“当然,你要能证明此画是董羽真迹,一百万后我再加一个0,相信高古拍卖与兴庭古玩也可以出的起。
“袁义是南唐侍卫亲军,这种天子最信任的侍卫一般由士族子弟组成,他们能接触到寒门子弟难以看到的名画真迹,所以袁义的画功是没问题的。
“宣和画谱也说他画鱼穷其变化,非俗人所能为之。
“到了北宋赵佶时期,御府大内确实藏有他的游鱼图两幅,此画为袁义所画的可能有,并且很大。
“但袁义也没有真迹传世,谁也不知道袁义的鱼是什么样的,所以说袁义的真迹很牵强。
“徐白也是一样,没有真迹传世,谁也不知道他的画是什么样子,并且在《宣和画谱》上也只是提到徐白擅长画鱼,真迹有几副都没有说。
“只有宋代大诗人王灼有一首诗叫《题冯申之所藏徐皋鱼》。
“菱叶萍花点水面,水净如空到底见,大鱼独行示闲暇,小鱼群嬉夸敏健。
“吾闻神物久当化,烦君谨护风雨夕,一声霹雳飞上天,回视丹青了无迹。
“中间有几句不押韵的,其中有一句是‘南唐徐白称绝笔’。
“徐皋是徐白的同族,他画的鱼已经可以在雷雨之日在画中消失,并伴随霹雳飞天,徐白之绝笔当更胜一筹。
“还是那句话如果你能证明这是徐白的真迹,那一百万也是加一个0,也就是一千万!不知陈先生你能证明吗?”
陈大山闻言很想硬着头皮说几句,可终归是被沈愈的气势与博学惊到了,嘴巴张了几下只是尴尬笑笑并没有开口。

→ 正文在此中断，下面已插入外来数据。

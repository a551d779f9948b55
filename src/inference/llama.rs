//! llama.cpp implementation of [`InferenceBackend`]
//!
//! A context is created per generation call on the worker thread that owns
//! the model. Only the last token of each evaluated chunk requests logits, so
//! `get_logits` always refers to the most recent evaluation.

use std::num::NonZeroU32;
use std::path::Path;
use std::time::Instant;

use llama_cpp_2::context::params::LlamaContextParams;
use llama_cpp_2::context::LlamaContext;
use llama_cpp_2::llama_backend::LlamaBackend;
use llama_cpp_2::llama_batch::LlamaBatch;
use llama_cpp_2::model::{AddBos, LlamaModel, Special};
use llama_cpp_2::sampling::LlamaSampler;
use llama_cpp_2::token::data::LlamaTokenData;
use llama_cpp_2::token::data_array::LlamaTokenDataArray;
use llama_cpp_2::token::LlamaToken;

use crate::generation::guidance::blend_guidance_logits;
use crate::generation::params::{GenerationRequest, SamplingParams};
use crate::inference::backend::{BackendError, InferenceBackend, StreamId, Timings, Token};
use crate::inference::engine::EngineError;

/// Context sizing shared by the primary and guidance contexts
#[derive(Debug, Clone, Copy)]
struct ContextOptions {
    n_ctx: u32,
    n_batch: u32,
    n_threads: i32,
    n_threads_batch: i32,
}

impl ContextOptions {
    fn from_request(request: &GenerationRequest) -> Self {
        Self {
            n_ctx: request.n_ctx,
            n_batch: request.n_batch,
            n_threads: request.n_threads,
            n_threads_batch: request.threads_batch(),
        }
    }

    fn params(&self) -> LlamaContextParams {
        LlamaContextParams::default()
            .with_n_ctx(NonZeroU32::new(self.n_ctx))
            .with_n_batch(self.n_batch)
            .with_n_threads(self.n_threads)
            .with_n_threads_batch(self.n_threads_batch)
    }
}

struct SamplerState {
    chain: LlamaSampler,
    grammar: Option<LlamaSampler>,
    cfg_scale: f32,
    ignore_eos: bool,
}

/// Engine adapter over one llama.cpp context (plus an optional guidance context)
pub struct LlamaCppBackend<'a> {
    backend: &'a LlamaBackend,
    model: &'a LlamaModel,
    ctx: LlamaContext<'a>,
    guidance: Option<LlamaContext<'a>>,
    guidance_ready: bool,
    options: ContextOptions,
    sampler: Option<SamplerState>,
    timings: Timings,
}

impl<'a> LlamaCppBackend<'a> {
    /// Creates the primary context sized for `request`
    pub fn new(
        backend: &'a LlamaBackend,
        model: &'a LlamaModel,
        request: &GenerationRequest,
    ) -> Result<Self, EngineError> {
        let options = ContextOptions::from_request(request);
        let ctx = model
            .new_context(backend, options.params())
            .map_err(|e| EngineError::ContextCreate(e.to_string()))?;

        tracing::debug!(
            "Created context (n_ctx = {}, n_batch = {}, threads = {}/{})",
            ctx.n_ctx(),
            options.n_batch,
            options.n_threads,
            options.n_threads_batch
        );

        Ok(Self {
            backend,
            model,
            ctx,
            guidance: None,
            guidance_ready: false,
            options,
            sampler: None,
            timings: Timings::default(),
        })
    }

    fn build_chain(&self, params: &SamplingParams) -> LlamaSampler {
        let penalty_last_n = if params.penalty_last_n < 0 {
            self.n_ctx() as i32
        } else {
            params.penalty_last_n
        };

        let mut samplers = vec![LlamaSampler::penalties(
            penalty_last_n,
            params.penalty_repeat,
            params.penalty_freq,
            params.penalty_present,
        )];

        if params.temp <= 0.0 {
            samplers.push(LlamaSampler::greedy());
        } else if params.mirostat == 1 {
            samplers.push(LlamaSampler::temp(params.temp));
            samplers.push(LlamaSampler::mirostat(
                self.model.n_vocab(),
                params.seed,
                params.mirostat_tau,
                params.mirostat_eta,
                100,
            ));
        } else if params.mirostat == 2 {
            samplers.push(LlamaSampler::temp(params.temp));
            samplers.push(LlamaSampler::mirostat_v2(
                params.seed,
                params.mirostat_tau,
                params.mirostat_eta,
            ));
        } else {
            if params.top_k > 0 {
                samplers.push(LlamaSampler::top_k(params.top_k));
            }
            samplers.push(LlamaSampler::typical(params.typical_p, 1));
            samplers.push(LlamaSampler::top_p(params.top_p, 1));
            samplers.push(LlamaSampler::min_p(params.min_p, 1));
            samplers.push(LlamaSampler::temp_ext(
                params.temp,
                params.dynatemp_range,
                params.dynatemp_exponent,
            ));
            samplers.push(LlamaSampler::dist(params.seed));
        }

        LlamaSampler::chain_simple(samplers)
    }

    fn context_for(&mut self, stream: StreamId) -> Result<&mut LlamaContext<'a>, BackendError> {
        match stream {
            StreamId::Primary => Ok(&mut self.ctx),
            StreamId::Guidance => self
                .guidance
                .as_mut()
                .ok_or_else(|| BackendError::GuidanceUnavailable("not opened".to_string())),
        }
    }
}

impl InferenceBackend for LlamaCppBackend<'_> {
    fn n_ctx(&self) -> usize {
        self.ctx.n_ctx() as usize
    }

    fn n_ctx_train(&self) -> usize {
        self.model.n_ctx_train() as usize
    }

    fn add_bos(&self) -> bool {
        true
    }

    fn bos_token(&self) -> Token {
        self.model.token_bos().0
    }

    fn tokenize(&self, text: &str, add_bos: bool, _special: bool) -> Result<Vec<Token>, BackendError> {
        let add_bos = if add_bos { AddBos::Always } else { AddBos::Never };
        self.model
            .str_to_token(text, add_bos)
            .map(|tokens| tokens.into_iter().map(|t| t.0).collect())
            .map_err(|e| BackendError::Tokenize(e.to_string()))
    }

    fn token_to_piece(&self, token: Token, special: bool) -> Result<Vec<u8>, BackendError> {
        let special = if special { Special::Tokenize } else { Special::Plaintext };
        self.model
            .token_to_bytes(LlamaToken::new(token), special)
            .map_err(|e| BackendError::Detokenize {
                token,
                message: e.to_string(),
            })
    }

    fn is_end_of_generation(&self, token: Token) -> bool {
        self.model.is_eog_token(LlamaToken::new(token))
    }

    fn clear_cache(&mut self) {
        self.ctx.clear_kv_cache();
    }

    fn truncate_cache(&mut self, from: usize) {
        if let Err(e) = self.ctx.clear_kv_cache_seq(None, Some(from as u32), None) {
            tracing::warn!("Failed to truncate KV cache at {}: {}", from, e);
        }
    }

    fn open_guidance(&mut self) -> Result<(), BackendError> {
        let ctx = self
            .model
            .new_context(self.backend, self.options.params())
            .map_err(|e| BackendError::GuidanceUnavailable(e.to_string()))?;
        self.guidance = Some(ctx);
        self.guidance_ready = false;
        Ok(())
    }

    fn close_guidance(&mut self) {
        self.guidance = None;
        self.guidance_ready = false;
    }

    fn evaluate(&mut self, tokens: &[Token], start: usize, stream: StreamId) -> Result<(), BackendError> {
        if tokens.is_empty() {
            return Ok(());
        }

        let decode_error = |message: String| BackendError::Decode {
            stream,
            position: start,
            message,
        };

        let mut batch = LlamaBatch::new(tokens.len(), 1);
        let last = tokens.len() - 1;
        for (i, token) in tokens.iter().enumerate() {
            batch
                .add(LlamaToken::new(*token), (start + i) as i32, &[0], i == last)
                .map_err(|e| decode_error(e.to_string()))?;
        }

        let started = Instant::now();
        self.context_for(stream)?
            .decode(&mut batch)
            .map_err(|e| decode_error(e.to_string()))?;

        match stream {
            StreamId::Primary => self.timings.record_decode(tokens.len(), started.elapsed()),
            StreamId::Guidance => self.guidance_ready = true,
        }
        Ok(())
    }

    fn init_sampler(&mut self, params: &SamplingParams) -> Result<(), BackendError> {
        let grammar = match params.grammar.as_deref() {
            Some(grammar) => Some(
                LlamaSampler::grammar(self.model, grammar, "root")
                    .map_err(|e| BackendError::Sample(format!("invalid grammar: {}", e)))?,
            ),
            None => None,
        };

        self.sampler = Some(SamplerState {
            chain: self.build_chain(params),
            grammar,
            cfg_scale: params.cfg_scale,
            ignore_eos: params.ignore_eos,
        });
        Ok(())
    }

    fn sample(&mut self, use_guidance: bool) -> Result<Token, BackendError> {
        let started = Instant::now();
        let sampler = self
            .sampler
            .as_ref()
            .ok_or_else(|| BackendError::Sample("sampler not initialized".to_string()))?;

        let n_vocab = self.model.n_vocab().max(0) as usize;
        let mut logits = self.ctx.get_logits().to_vec();
        logits.truncate(n_vocab);

        if use_guidance {
            match self.guidance.as_ref().filter(|_| self.guidance_ready) {
                Some(guidance) => blend_guidance_logits(&mut logits, guidance.get_logits(), sampler.cfg_scale),
                None => tracing::debug!("No guidance logits yet, sampling unguided"),
            }
        }

        if sampler.ignore_eos {
            let eos = self.model.token_eos().0 as usize;
            if let Some(logit) = logits.get_mut(eos) {
                *logit = f32::NEG_INFINITY;
            }
        }

        let mut candidates = LlamaTokenDataArray::from_iter(
            logits
                .iter()
                .enumerate()
                .map(|(id, logit)| LlamaTokenData::new(LlamaToken::new(id as i32), *logit, 0.0)),
            false,
        );

        if let Some(grammar) = &sampler.grammar {
            candidates.apply_sampler(grammar);
        }
        candidates.apply_sampler(&sampler.chain);

        let token = candidates
            .selected_token()
            .ok_or_else(|| BackendError::Sample("no token selected".to_string()))?;

        self.timings.record_sample(started.elapsed());
        Ok(token.0)
    }

    fn accept(&mut self, token: Token, apply_grammar: bool) {
        let Some(sampler) = self.sampler.as_mut() else {
            return;
        };
        let token = LlamaToken::new(token);
        if apply_grammar {
            if let Some(grammar) = sampler.grammar.as_mut() {
                grammar.accept(token);
            }
        }
        sampler.chain.accept(token);
    }

    fn free_sampler(&mut self) {
        self.sampler = None;
    }

    fn state_size(&self) -> usize {
        self.ctx.get_state_size()
    }

    fn capture_state(&self) -> Result<Vec<u8>, BackendError> {
        let mut state = vec![0u8; self.ctx.get_state_size()];
        // SAFETY: the buffer is sized by llama.cpp for this context
        let written = unsafe { self.ctx.copy_state_data(state.as_mut_ptr()) };
        if written == 0 {
            return Err(BackendError::State("llama.cpp wrote no state".to_string()));
        }
        state.truncate(written);
        Ok(state)
    }

    fn restore_state(&mut self, state: &[u8]) -> Result<(), BackendError> {
        // SAFETY: the snapshot was captured from a context of the same model
        let read = unsafe { self.ctx.set_state_data(state) };
        if read == 0 {
            return Err(BackendError::State("llama.cpp rejected the snapshot".to_string()));
        }
        Ok(())
    }

    fn load_session(&mut self, path: &Path, capacity: usize) -> Result<Vec<Token>, BackendError> {
        self.ctx
            .load_session_file(path, capacity)
            .map(|tokens| tokens.into_iter().map(|t| t.0).collect())
            .map_err(|e| BackendError::Session(e.to_string()))
    }

    fn save_session(&self, path: &Path, tokens: &[Token]) -> Result<(), BackendError> {
        let tokens: Vec<LlamaToken> = tokens.iter().copied().map(LlamaToken::new).collect();
        self.ctx
            .save_session_file(path, &tokens)
            .map_err(|e| BackendError::Session(e.to_string()))
    }

    fn reset_timings(&mut self) {
        self.timings = Timings::default();
    }

    fn timings(&self) -> Timings {
        self.timings
    }
}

裴玉琴站在沈愈旁边,一双美眸直在沈愈身上打转,就如同粉丝碰到了喜爱的明星一般,简直要冒小星星了。
这个男人,身材修长看上去并不强壮,更是俊秀的如同女孩一般,却是跟人一种十足的安全感,最重要的是他人品好,不贪钱,也不是那种见了女人就迈不开腿的。
并且家世好,祖父是有名的鉴定大家,彼此也都是从事古玩行业,若是找他做男朋友,简直是无可挑剔!
裴玉琴感觉自己曾经被伤透的心,竟然好似进入了一缕阳光开始温暖起来。
“难道我是动心了吗?可我比他大好几岁啊!”裴玉琴咬了下自己的嘴唇暗暗问着自己。
沈愈根本不知道裴玉琴走神了,他喝了口茶润了润嗓子继续道:“周东卿与赖庵作品稀少,但都有真迹传世,他们画鱼,鱼儿多是嘴巴大张,目光犀利,不像此画中的鱼儿闲适恬淡,悠然自得。
“在鱼的形状上也有所差别,他们画鱼,鱼儿的眼睛比较大,这画上的鱼眼则是正常的。